◆ YOUR ASSIGNMENT ◆
Using the records that appear below, write out exactly the lines from the one with "let repo = InMemoryAssessmentRepository::new();" through the one with "assert_eq!(result.progress.value(), 0);", keeping both end lines.

[[ EXTRACTED RECORDS open ]]

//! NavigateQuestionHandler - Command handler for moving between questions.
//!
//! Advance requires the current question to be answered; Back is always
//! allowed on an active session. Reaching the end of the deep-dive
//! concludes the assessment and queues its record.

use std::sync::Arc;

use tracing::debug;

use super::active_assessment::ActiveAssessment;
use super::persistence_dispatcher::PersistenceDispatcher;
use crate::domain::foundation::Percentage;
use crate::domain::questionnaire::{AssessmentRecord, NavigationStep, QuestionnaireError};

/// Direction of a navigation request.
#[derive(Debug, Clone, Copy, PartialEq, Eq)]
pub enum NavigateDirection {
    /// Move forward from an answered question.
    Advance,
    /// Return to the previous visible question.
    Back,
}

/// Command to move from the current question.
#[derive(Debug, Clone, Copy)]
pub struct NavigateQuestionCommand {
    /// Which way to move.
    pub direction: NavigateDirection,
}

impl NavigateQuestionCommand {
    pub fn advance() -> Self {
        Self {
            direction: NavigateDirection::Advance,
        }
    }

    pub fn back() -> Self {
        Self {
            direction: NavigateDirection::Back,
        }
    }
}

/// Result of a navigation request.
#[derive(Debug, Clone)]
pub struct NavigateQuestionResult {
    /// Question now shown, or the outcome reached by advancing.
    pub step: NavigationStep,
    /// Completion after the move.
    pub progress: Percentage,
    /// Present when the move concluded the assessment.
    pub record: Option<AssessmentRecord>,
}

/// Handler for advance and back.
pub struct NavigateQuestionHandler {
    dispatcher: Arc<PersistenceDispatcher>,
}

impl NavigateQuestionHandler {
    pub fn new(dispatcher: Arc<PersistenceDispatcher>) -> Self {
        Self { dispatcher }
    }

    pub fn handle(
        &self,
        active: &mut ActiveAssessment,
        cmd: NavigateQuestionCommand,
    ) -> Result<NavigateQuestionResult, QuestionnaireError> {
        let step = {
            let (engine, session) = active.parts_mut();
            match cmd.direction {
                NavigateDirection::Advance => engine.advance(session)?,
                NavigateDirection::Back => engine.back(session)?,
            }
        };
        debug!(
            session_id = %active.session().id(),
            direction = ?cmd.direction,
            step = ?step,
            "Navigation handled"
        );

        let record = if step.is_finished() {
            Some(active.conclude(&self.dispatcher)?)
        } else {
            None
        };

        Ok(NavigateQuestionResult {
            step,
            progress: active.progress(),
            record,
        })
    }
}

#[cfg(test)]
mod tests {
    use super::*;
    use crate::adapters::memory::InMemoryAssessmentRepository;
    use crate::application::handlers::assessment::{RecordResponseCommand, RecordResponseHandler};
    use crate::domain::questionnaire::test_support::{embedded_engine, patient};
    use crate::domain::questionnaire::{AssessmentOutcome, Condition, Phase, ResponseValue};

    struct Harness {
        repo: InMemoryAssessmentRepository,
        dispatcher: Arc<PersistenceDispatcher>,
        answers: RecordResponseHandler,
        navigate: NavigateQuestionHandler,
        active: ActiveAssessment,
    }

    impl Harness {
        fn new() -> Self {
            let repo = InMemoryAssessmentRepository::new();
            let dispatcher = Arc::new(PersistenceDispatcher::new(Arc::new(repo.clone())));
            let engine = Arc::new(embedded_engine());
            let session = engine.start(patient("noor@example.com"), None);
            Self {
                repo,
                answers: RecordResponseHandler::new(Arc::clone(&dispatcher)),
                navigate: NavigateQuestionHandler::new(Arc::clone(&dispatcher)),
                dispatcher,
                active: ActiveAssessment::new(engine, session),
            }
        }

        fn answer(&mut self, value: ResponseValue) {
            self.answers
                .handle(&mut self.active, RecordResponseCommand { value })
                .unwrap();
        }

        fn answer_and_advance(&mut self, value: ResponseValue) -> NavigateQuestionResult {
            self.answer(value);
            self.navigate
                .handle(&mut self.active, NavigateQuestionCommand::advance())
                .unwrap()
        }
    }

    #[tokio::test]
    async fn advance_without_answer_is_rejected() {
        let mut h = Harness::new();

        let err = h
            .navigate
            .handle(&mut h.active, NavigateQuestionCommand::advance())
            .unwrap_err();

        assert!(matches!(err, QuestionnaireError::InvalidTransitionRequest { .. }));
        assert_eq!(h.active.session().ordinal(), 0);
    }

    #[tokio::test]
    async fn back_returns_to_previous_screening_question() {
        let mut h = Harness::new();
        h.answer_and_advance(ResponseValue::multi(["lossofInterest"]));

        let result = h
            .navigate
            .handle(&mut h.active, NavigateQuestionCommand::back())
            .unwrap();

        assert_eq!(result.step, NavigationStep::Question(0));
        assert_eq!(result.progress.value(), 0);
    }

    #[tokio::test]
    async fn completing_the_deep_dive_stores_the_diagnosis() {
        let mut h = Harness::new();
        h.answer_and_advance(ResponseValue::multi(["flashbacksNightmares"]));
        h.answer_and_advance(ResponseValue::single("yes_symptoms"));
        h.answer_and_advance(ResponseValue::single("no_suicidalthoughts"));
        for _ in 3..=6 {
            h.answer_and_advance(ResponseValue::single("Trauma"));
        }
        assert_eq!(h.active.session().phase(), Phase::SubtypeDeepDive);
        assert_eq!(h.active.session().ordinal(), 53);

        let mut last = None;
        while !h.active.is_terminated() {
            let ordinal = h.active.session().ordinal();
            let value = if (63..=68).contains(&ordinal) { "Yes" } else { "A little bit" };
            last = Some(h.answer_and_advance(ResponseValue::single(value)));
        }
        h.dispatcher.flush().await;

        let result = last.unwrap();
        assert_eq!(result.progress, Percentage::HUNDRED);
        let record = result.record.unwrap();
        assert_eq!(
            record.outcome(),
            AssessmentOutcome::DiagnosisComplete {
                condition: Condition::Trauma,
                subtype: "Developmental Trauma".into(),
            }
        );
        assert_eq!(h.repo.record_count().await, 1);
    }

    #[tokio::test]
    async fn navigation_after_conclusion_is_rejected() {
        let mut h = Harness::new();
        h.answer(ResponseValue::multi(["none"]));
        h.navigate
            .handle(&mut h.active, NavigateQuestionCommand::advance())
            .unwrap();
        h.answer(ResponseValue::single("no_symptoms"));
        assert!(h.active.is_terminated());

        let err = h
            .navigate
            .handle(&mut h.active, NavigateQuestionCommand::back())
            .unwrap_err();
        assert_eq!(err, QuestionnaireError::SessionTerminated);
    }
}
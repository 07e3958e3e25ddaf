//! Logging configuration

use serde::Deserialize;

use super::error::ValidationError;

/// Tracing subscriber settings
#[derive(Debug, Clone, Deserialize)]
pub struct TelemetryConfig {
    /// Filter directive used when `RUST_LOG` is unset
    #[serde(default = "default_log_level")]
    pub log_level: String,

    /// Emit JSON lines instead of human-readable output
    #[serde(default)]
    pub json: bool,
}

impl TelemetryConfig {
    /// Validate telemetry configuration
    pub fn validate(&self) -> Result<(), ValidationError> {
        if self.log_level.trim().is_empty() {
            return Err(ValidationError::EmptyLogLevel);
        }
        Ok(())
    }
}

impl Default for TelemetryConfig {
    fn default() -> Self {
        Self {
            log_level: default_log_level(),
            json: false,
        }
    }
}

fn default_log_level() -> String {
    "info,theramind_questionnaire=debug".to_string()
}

[[ EXTRACTED RECORDS closed ]]

◆ TASK RESPONSE ◆
            let repo = InMemoryAssessmentRepository::new();
            let dispatcher = Arc::new(PersistenceDispatcher::new(Arc::new(repo.clone())));
            let engine = Arc::new(embedded_engine());
            let session = engine.start(patient("noor@example.com"), None);
            Self {
                repo,
                answers: RecordResponseHandler::new(Arc::clone(&dispatcher)),
                navigate: NavigateQuestionHandler::new(Arc::clone(&dispatcher)),
                dispatcher,
                active: ActiveAssessment::new(engine, session),
            }
        }

        fn answer(&mut self, value: ResponseValue) {
            self.answers
                .handle(&mut self.active, RecordResponseCommand { value })
                .unwrap();
        }

        fn answer_and_advance(&mut self, value: ResponseValue) -> NavigateQuestionResult {
            self.answer(value);
            self.navigate
                .handle(&mut self.active, NavigateQuestionCommand::advance())
                .unwrap()
        }
    }

    #[tokio::test]
    async fn advance_without_answer_is_rejected() {
        let mut h = Harness::new();

        let err = h
            .navigate
            .handle(&mut h.active, NavigateQuestionCommand::advance())
            .unwrap_err();

        assert!(matches!(err, QuestionnaireError::InvalidTransitionRequest { .. }));
        assert_eq!(h.active.session().ordinal(), 0);
    }

    #[tokio::test]
    async fn back_returns_to_previous_screening_question() {
        let mut h = Harness::new();
        h.answer_and_advance(ResponseValue::multi(["lossofInterest"]));

        let result = h
            .navigate
            .handle(&mut h.active, NavigateQuestionCommand::back())
            .unwrap();

        assert_eq!(result.step, NavigationStep::Question(0));
        assert_eq!(result.progress.value(), 0);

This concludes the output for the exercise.